Your goal:
In the data below, find every line with the string "Create" and pull it out.

Material for the task:

use std::sync::Arc;

use parking_lot::Mutex;
use topicflow_types::{canonical_topic, Message};

use super::{Agent, Ports};
use crate::broker::Broker;
use crate::error::AgentError;

/// A binary numeric operator.
pub type BinaryOp = Arc<dyn Fn(f64, f64) -> f64 + Send + Sync>;

/// Applies a binary operator to the last values of two input topics.
///
/// Both operands start at zero and are zeroed after every result. A result
/// is published only when both operands are non-zero, so a zero input
/// counts as "not received".
pub struct BinaryOpAgent {
    name: String,
    ports: Ports,
    op: BinaryOp,
    operands: Mutex<(f64, f64)>,
}

impl BinaryOpAgent {
    /// Create an agent computing `op(first, second)` into `result`.
    pub fn new<F>(
        broker: &Broker,
        name: &str,
        first: &str,
        second: &str,
        result: &str,
        op: F,
    ) -> Self
    where
        F: Fn(f64, f64) -> f64 + Send + Sync + 'static,
    {
        Self {
            name: name.to_string(),
            ports: Ports::new(broker, &[first, second], &[result]),
            op: Arc::new(op),
            operands: Mutex::new((0.0, 0.0)),
        }
    }

    /// Create an agent from subscription and publication lists.
    ///
    /// Requires exactly two subscriptions and at least one publication.
    pub fn from_topics<S: AsRef<str>>(
        broker: &Broker,
        name: &str,
        subscriptions: &[S],
        publications: &[S],
        op: BinaryOp,
    ) -> Result<Self, AgentError> {
        let ports = Ports::new(broker, subscriptions, publications);
        if ports.inputs.len() != 2 {
            return Err(AgentError::inputs(name, "exactly 2", ports.inputs.len()));
        }
        if ports.outputs.is_empty() {
            return Err(AgentError::outputs(name, "at least 1", 0));
        }
        Ok(Self {
            name: name.to_string(),
            ports,
            op,
            operands: Mutex::new((0.0, 0.0)),
        })
    }
}

impl Agent for BinaryOpAgent {
    fn name(&self) -> &str {
        &self.name
    }

    fn inputs(&self) -> &[String] {
        &self.ports.inputs
    }

    fn outputs(&self) -> &[String] {
        &self.ports.outputs[..1]
    }

    fn reset(&self) {
        *self.operands.lock() = (0.0, 0.0);
    }

    fn receive(&self, topic: &str, message: &Message) {
        if message.is_nan() {
            return;
        }

        let topic = canonical_topic(topic);
        let result = {
            let mut ops = self.operands.lock();
            if self.ports.inputs.first() == Some(&topic) {
                ops.0 = message.value();
            } else if self.ports.inputs.get(1) == Some(&topic) {
                ops.1 = message.value();
            } else {
                return;
            }

            if ops.0 == 0.0 || ops.1 == 0.0 {
                return;
            }
            let result = (self.op)(ops.0, ops.1);
            *ops = (0.0, 0.0);
            result
        };

        self.ports.emit(result);
    }

    fn shutdown(&self) {
        self.ports.detach(self);
    }
}

impl std::fmt::Debug for BinaryOpAgent {
    fn fmt(&self, f: &mut std::fmt::Formatter<'_>) -> std::fmt::Result {
        f.debug_struct("BinaryOpAgent")
            .field("name", &self.name)
            .field("ports", &self.ports)
            .finish()
    }
}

Written reply:
    /// Create an agent computing `op(first, second)` into `result`.
    /// Create an agent from subscription and publication lists.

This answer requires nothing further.